__What is being asked__: Repeat all the data that appears below, keeping it exact.

── Supplied material

// Developmental material: episodes, stretto entries, and the cadence.
//
// Episodes are built from subject fragments sequenced through fixed key-shift
// progressions, with occasional diminution/augmentation and short rests or
// stepwise connecting notes between fragments. The complex episode writes
// three staggered parts (original, inverted, augmented) whose delayed starts
// produce canonic imitation without any explicit alignment logic. Stretto
// entries overlap the subject with itself; the cadence is a dominant-tonic
// close.
//
// Every stochastic choice draws from the caller's `FugueRng`.

use crate::config::FugueParams;
use crate::note::{Note, Phrase, distinct_pitch_count, first_pitch, phrase_duration};
use crate::plan::Entry;
use crate::scale::ScaleMapper;
use crate::subject::{DOMINANT, answer_for};
use crate::transform::{invert, slice_by_time, time_scale, transpose};
use fugue_prng::FugueRng;
use tracing::{debug, warn};

/// Key shifts (semitones) a simple episode sequences its fragment through.
const EPISODE_SEQUENCE: [i32; 7] = [0, -3, 2, 7, 0, -5, 2];

/// Key shifts for the first part of the complex episode; the inverted part
/// uses the same list from its second element.
const COMPLEX_SEQUENCE: [i32; 5] = [0, 7, 2, -5, 0];

/// Key shifts for the augmented part of the complex episode.
const AUGMENTED_SEQUENCE: [i32; 3] = [0, 7, -5];

const CONNECTING_VELOCITY: u8 = 70;

/// Upper bound on stretto entries.
const MAX_STRETTO_ENTRIES: usize = 4;

/// Build a single-line episode of roughly `length_beats` quarter notes.
pub fn generate_episode(subject: &[Note], length_beats: f64, rng: &mut FugueRng) -> Phrase {
    if subject.is_empty() {
        return Vec::new();
    }

    let total = phrase_duration(subject);
    let candidates = [
        slice_by_time(subject, 0.0, (total / 2.0).min(2.0)),
        slice_by_time(subject, total / 3.0, (total / 3.0 + 2.0).min(total)),
        slice_by_time(subject, (total - 2.0).max(0.0), total),
    ];
    let mut fragment = most_varied(&candidates).to_vec();
    if fragment.is_empty() {
        fragment = subject.iter().take(2).copied().collect();
    }

    let mut episode: Phrase = Vec::new();
    let mut t = 0.0;
    let last = EPISODE_SEQUENCE.len() - 1;
    for (i, &shift) in EPISODE_SEQUENCE.iter().enumerate() {
        if t >= length_beats {
            break;
        }

        let mut piece = transpose(&fragment, shift);
        if i % 3 == 1 {
            piece = time_scale(&piece, 0.75);
        } else if i % 4 == 3 {
            piece = time_scale(&piece, 1.25);
        }
        t += phrase_duration(&piece);
        episode.extend(piece);

        let room = i < last && t < length_beats - 0.5;
        if room && rng.random_bool(0.25) {
            episode.push(Note::rest(0.25));
            t += 0.25;
        } else if room {
            if let Some(p) = episode.iter().rev().find_map(|n| n.pitch) {
                let step = rng.pick(&[-2, -1, 1, 2]);
                episode.push(Note::pitched(p + step, 0.25, CONNECTING_VELOCITY));
                t += 0.25;
            }
        }
    }

    debug!(
        notes = episode.len(),
        rests = episode.iter().filter(|n| n.is_rest()).count(),
        "episode generated"
    );
    episode
}

/// The candidate with the most distinct pitches; the earliest wins ties.
fn most_varied(candidates: &[Phrase]) -> &[Note] {
    let mut best: &[Note] = &[];
    let mut best_variety = 0;
    for (i, c) in candidates.iter().enumerate() {
        let variety = distinct_pitch_count(c);
        if i == 0 || variety > best_variety {
            best = c;
            best_variety = variety;
        }
    }
    best
}

/// Build the three-part episode used late in the form.
///
/// Part 0 alternates the two subject halves through `COMPLEX_SEQUENCE`; part 1
/// enters a beat later with inverted halves; part 2 enters two beats later
/// with the opening fragment in doubled note values.
pub fn generate_complex_episode(
    subject: &[Note],
    length_beats: f64,
    rng: &mut FugueRng,
) -> Vec<Phrase> {
    if subject.is_empty() {
        return Vec::new();
    }

    let total = phrase_duration(subject);
    let head = slice_by_time(subject, 0.0, (total / 2.0).min(2.0));
    let tail = slice_by_time(subject, total / 2.0, total);

    let mut upper: Phrase = Vec::new();
    let mut t = 0.0;
    for (i, &shift) in COMPLEX_SEQUENCE.iter().enumerate() {
        if t >= length_beats {
            break;
        }
        if i > 0 && rng.random_bool(0.2) {
            upper.push(Note::rest(0.5));
            t += 0.5;
        }
        let fragment = if i % 2 == 0 { &head } else { &tail };
        let piece = transpose(fragment, shift);
        t += phrase_duration(&piece);
        upper.extend(piece);
    }

    let mut inverted: Phrase = Vec::new();
    if !head.is_empty() {
        inverted.push(Note::rest(1.0));
        if let Some(axis) = first_pitch(&head) {
            for (i, &shift) in COMPLEX_SEQUENCE[1..].iter().enumerate() {
                if phrase_duration(&inverted) >= length_beats {
                    break;
                }
                if i > 0 && rng.random_bool(0.15) {
                    inverted.push(Note::rest(0.25));
                }
                let fragment = if i % 2 == 0 { &tail } else { &head };
                inverted.extend(transpose(&invert(fragment, axis), shift));
            }
        }
    }

    let mut augmented: Phrase = Vec::new();
    if !head.is_empty() {
        augmented.push(Note::rest(2.0));
        let doubled = time_scale(&head, 2.0);
        for (i, &shift) in AUGMENTED_SEQUENCE.iter().enumerate() {
            if phrase_duration(&augmented) >= length_beats {
                break;
            }
            if i > 0 && rng.random_bool(0.3) {
                augmented.push(Note::rest(1.0));
            }
            augmented.extend(transpose(&doubled, shift));
        }
    }

    let parts = vec![upper, inverted, augmented];
    for (i, part) in parts.iter().enumerate() {
        debug!(
            part = i,
            notes = part.len(),
            rests = part.iter().filter(|n| n.is_rest()).count(),
            "complex episode part"
        );
    }
    parts
}

/// Overlapping entries for a stretto, times relative to the section start.
///
/// Entries alternate subject and answer. From the third entry on, an entry may
/// be inverted (when permitted) or shifted by an octave.
pub fn generate_stretto_section(
    subject: &[Note],
    params: &FugueParams,
    rng: &mut FugueRng,
) -> Vec<Entry> {
    if subject.is_empty() {
        return Vec::new();
    }

    let voices = params.voice_count();
    let total = phrase_duration(subject);
    let spacing = total - total * params.overlap();
    let answer = answer_for(subject, params);
    let axis = first_pitch(subject).unwrap_or(params.tonic);

    (0..MAX_STRETTO_ENTRIES.min(voices))
        .map(|i| {
            let is_subject = i % 2 == 0;
            let mut material = if is_subject {
                subject.to_vec()
            } else {
                answer.clone()
            };
            if i >= 2 {
                if params.allow_inversion && rng.random_bool(0.4) {
                    material = invert(&material, axis);
                } else if rng.random_bool(0.3) {
                    material = transpose(&material, rng.pick(&[-12, 12]));
                }
            }
            Entry {
                voice_index: i % voices,
                start_time: i as f64 * spacing,
                material,
                is_subject,
            }
        })
        .collect()
}

/// Dominant-to-tonic close, with an optional dramatic rest before it and an
/// optional breath before the resolution.
pub fn generate_cadence(mapper: &impl ScaleMapper, tonic: i32, rng: &mut FugueRng) -> Phrase {
    let mut cadence = Vec::with_capacity(4);
    if rng.random_bool(0.2) {
        debug!("dramatic rest before cadence");
        cadence.push(Note::rest(0.5));
    }

    let (dominant, home) = match (mapper.get_note(4, 0), mapper.get_note(0, 0)) {
        (Ok(d), Ok(t)) => (d as i32, t as i32),
        (Err(e), _) | (_, Err(e)) => {
            warn!(error = %e, "cadence degrees unmapped, using tonic arithmetic");
            (tonic + DOMINANT, tonic)
        }
    };

    cadence.push(Note::pitched(dominant, 1.0, 90));
    if rng.random_bool(0.3) {
        cadence.push(Note::rest(0.25));
    }
    cadence.push(Note::pitched(home, 2.0, 96));
    cadence
}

────

__Task result__:
// Developmental material: episodes, stretto entries, and the cadence.
//
// Episodes are built from subject fragments sequenced through fixed key-shift
// progressions, with occasional diminution/augmentation and short rests or
// stepwise connecting notes between fragments. The complex episode writes
// three staggered parts (original, inverted, augmented) whose delayed starts
// produce canonic imitation without any explicit alignment logic. Stretto
// entries overlap the subject with itself; the cadence is a dominant-tonic
// close.
//
// Every stochastic choice draws from the caller's `FugueRng`.

use crate::config::FugueParams;
use crate::note::{Note, Phrase, distinct_pitch_count, first_pitch, phrase_duration};
use crate::plan::Entry;
use crate::scale::ScaleMapper;
use crate::subject::{DOMINANT, answer_for};
use crate::transform::{invert, slice_by_time, time_scale, transpose};
use fugue_prng::FugueRng;
use tracing::{debug, warn};

/// Key shifts (semitones) a simple episode sequences its fragment through.
const EPISODE_SEQUENCE: [i32; 7] = [0, -3, 2, 7, 0, -5, 2];

/// Key shifts for the first part of the complex episode; the inverted part
/// uses the same list from its second element.
const COMPLEX_SEQUENCE: [i32; 5] = [0, 7, 2, -5, 0];

/// Key shifts for the augmented part of the complex episode.
const AUGMENTED_SEQUENCE: [i32; 3] = [0, 7, -5];

const CONNECTING_VELOCITY: u8 = 70;

/// Upper bound on stretto entries.
const MAX_STRETTO_ENTRIES: usize = 4;

/// Build a single-line episode of roughly `length_beats` quarter notes.
pub fn generate_episode(subject: &[Note], length_beats: f64, rng: &mut FugueRng) -> Phrase {
    if subject.is_empty() {
        return Vec::new();
    }

    let total = phrase_duration(subject);
    let candidates = [
        slice_by_time(subject, 0.0, (total / 2.0).min(2.0)),
        slice_by_time(subject, total / 3.0, (total / 3.0 + 2.0).min(total)),
        slice_by_time(subject, (total - 2.0).max(0.0), total),
    ];
    let mut fragment = most_varied(&candidates).to_vec();
    if fragment.is_empty() {
        fragment = subject.iter().take(2).copied().collect();
    }

    let mut episode: Phrase = Vec::new();
    let mut t = 0.0;
    let last = EPISODE_SEQUENCE.len() - 1;
    for (i, &shift) in EPISODE_SEQUENCE.iter().enumerate() {
        if t >= length_beats {
            break;
        }

        let mut piece = transpose(&fragment, shift);
        if i % 3 == 1 {
            piece = time_scale(&piece, 0.75);
        } else if i % 4 == 3 {
            piece = time_scale(&piece, 1.25);
        }
        t += phrase_duration(&piece);
        episode.extend(piece);

        let room = i < last && t < length_beats - 0.5;
        if room && rng.random_bool(0.25) {
            episode.push(Note::rest(0.25));
            t += 0.25;
        } else if room {
            if let Some(p) = episode.iter().rev().find_map(|n| n.pitch) {
                let step = rng.pick(&[-2, -1, 1, 2]);
                episode.push(Note::pitched(p + step, 0.25, CONNECTING_VELOCITY));
                t += 0.25;
            }
        }
    }

    debug!(
        notes = episode.len(),
        rests = episode.iter().filter(|n| n.is_rest()).count(),
        "episode generated"
    );
    episode
}

/// The candidate with the most distinct pitches; the earliest wins ties.
fn most_varied(candidates: &[Phrase]) -> &[Note] {
    let mut best: &[Note] = &[];
    let mut best_variety = 0;
    for (i, c) in candidates.iter().enumerate() {
        let variety = distinct_pitch_count(c);
        if i == 0 || variety > best_variety {
            best = c;
            best_variety = variety;
        }
    }
    best
}

/// Build the three-part episode used late in the form.
///
/// Part 0 alternates the two subject halves through `COMPLEX_SEQUENCE`; part 1
/// enters a beat later with inverted halves; part 2 enters two beats later
/// with the opening fragment in doubled note values.
pub fn generate_complex_episode(
    subject: &[Note],
    length_beats: f64,
    rng: &mut FugueRng,
) -> Vec<Phrase> {
    if subject.is_empty() {
        return Vec::new();
    }

    let total = phrase_duration(subject);
    let head = slice_by_time(subject, 0.0, (total / 2.0).min(2.0));
    let tail = slice_by_time(subject, total / 2.0, total);

    let mut upper: Phrase = Vec::new();
    let mut t = 0.0;
    for (i, &shift) in COMPLEX_SEQUENCE.iter().enumerate() {
        if t >= length_beats {
            break;
        }
        if i > 0 && rng.random_bool(0.2) {
            upper.push(Note::rest(0.5));
            t += 0.5;
        }
        let fragment = if i % 2 == 0 { &head } else { &tail };
        let piece = transpose(fragment, shift);
        t += phrase_duration(&piece);
        upper.extend(piece);
    }

    let mut inverted: Phrase = Vec::new();
    if !head.is_empty() {
        inverted.push(Note::rest(1.0));
        if let Some(axis) = first_pitch(&head) {
            for (i, &shift) in COMPLEX_SEQUENCE[1..].iter().enumerate() {
                if phrase_duration(&inverted) >= length_beats {
                    break;
                }
                if i > 0 && rng.random_bool(0.15) {
                    inverted.push(Note::rest(0.25));
                }
                let fragment = if i % 2 == 0 { &tail } else { &head };
                inverted.extend(transpose(&invert(fragment, axis), shift));
            }
        }
    }

    let mut augmented: Phrase = Vec::new();
    if !head.is_empty() {
        augmented.push(Note::rest(2.0));
        let doubled = time_scale(&head, 2.0);
        for (i, &shift) in AUGMENTED_SEQUENCE.iter().enumerate() {
            if phrase_duration(&augmented) >= length_beats {
                break;
            }
            if i > 0 && rng.random_bool(0.3) {
                augmented.push(Note::rest(1.0));
            }
            augmented.extend(transpose(&doubled, shift));
        }
    }

    let parts = vec![upper, inverted, augmented];
    for (i, part) in parts.iter().enumerate() {
        debug!(
            part = i,
            notes = part.len(),
            rests = part.iter().filter(|n| n.is_rest()).count(),
            "complex episode part"
        );
    }
    parts
}

/// Overlapping entries for a stretto, times relative to the section start.
///
/// Entries alternate subject and answer. From the third entry on, an entry may
/// be inverted (when permitted) or shifted by an octave.
pub fn generate_stretto_section(
    subject: &[Note],
    params: &FugueParams,
    rng: &mut FugueRng,
) -> Vec<Entry> {
    if subject.is_empty() {
        return Vec::new();
    }

    let voices = params.voice_count();
    let total = phrase_duration(subject);
    let spacing = total - total * params.overlap();
    let answer = answer_for(subject, params);
    let axis = first_pitch(subject).unwrap_or(params.tonic);

    (0..MAX_STRETTO_ENTRIES.min(voices))
        .map(|i| {
            let is_subject = i % 2 == 0;
            let mut material = if is_subject {
                subject.to_vec()
            } else {
                answer.clone()
            };
            if i >= 2 {
                if params.allow_inversion && rng.random_bool(0.4) {
                    material = invert(&material, axis);
                } else if rng.random_bool(0.3) {
                    material = transpose(&material, rng.pick(&[-12, 12]));
                }
            }
            Entry {
                voice_index: i % voices,
                start_time: i as f64 * spacing,
                material,
                is_subject,
            }
        })
        .collect()
}

/// Dominant-to-tonic close, with an optional dramatic rest before it and an
/// optional breath before the resolution.
pub fn generate_cadence(mapper: &impl ScaleMapper, tonic: i32, rng: &mut FugueRng) -> Phrase {
    let mut cadence = Vec::with_capacity(4);
    if rng.random_bool(0.2) {
        debug!("dramatic rest before cadence");
        cadence.push(Note::rest(0.5));
    }

    let (dominant, home) = match (mapper.get_note(4, 0), mapper.get_note(0, 0)) {
        (Ok(d), Ok(t)) => (d as i32, t as i32),
        (Err(e), _) | (_, Err(e)) => {
            warn!(error = %e, "cadence degrees unmapped, using tonic arithmetic");
            (tonic + DOMINANT, tonic)
        }
    };

    cadence.push(Note::pitched(dominant, 1.0, 90));
    if rng.random_bool(0.3) {
        cadence.push(Note::rest(0.25));
    }
    cadence.push(Note::pitched(home, 2.0, 96));
    cadence
}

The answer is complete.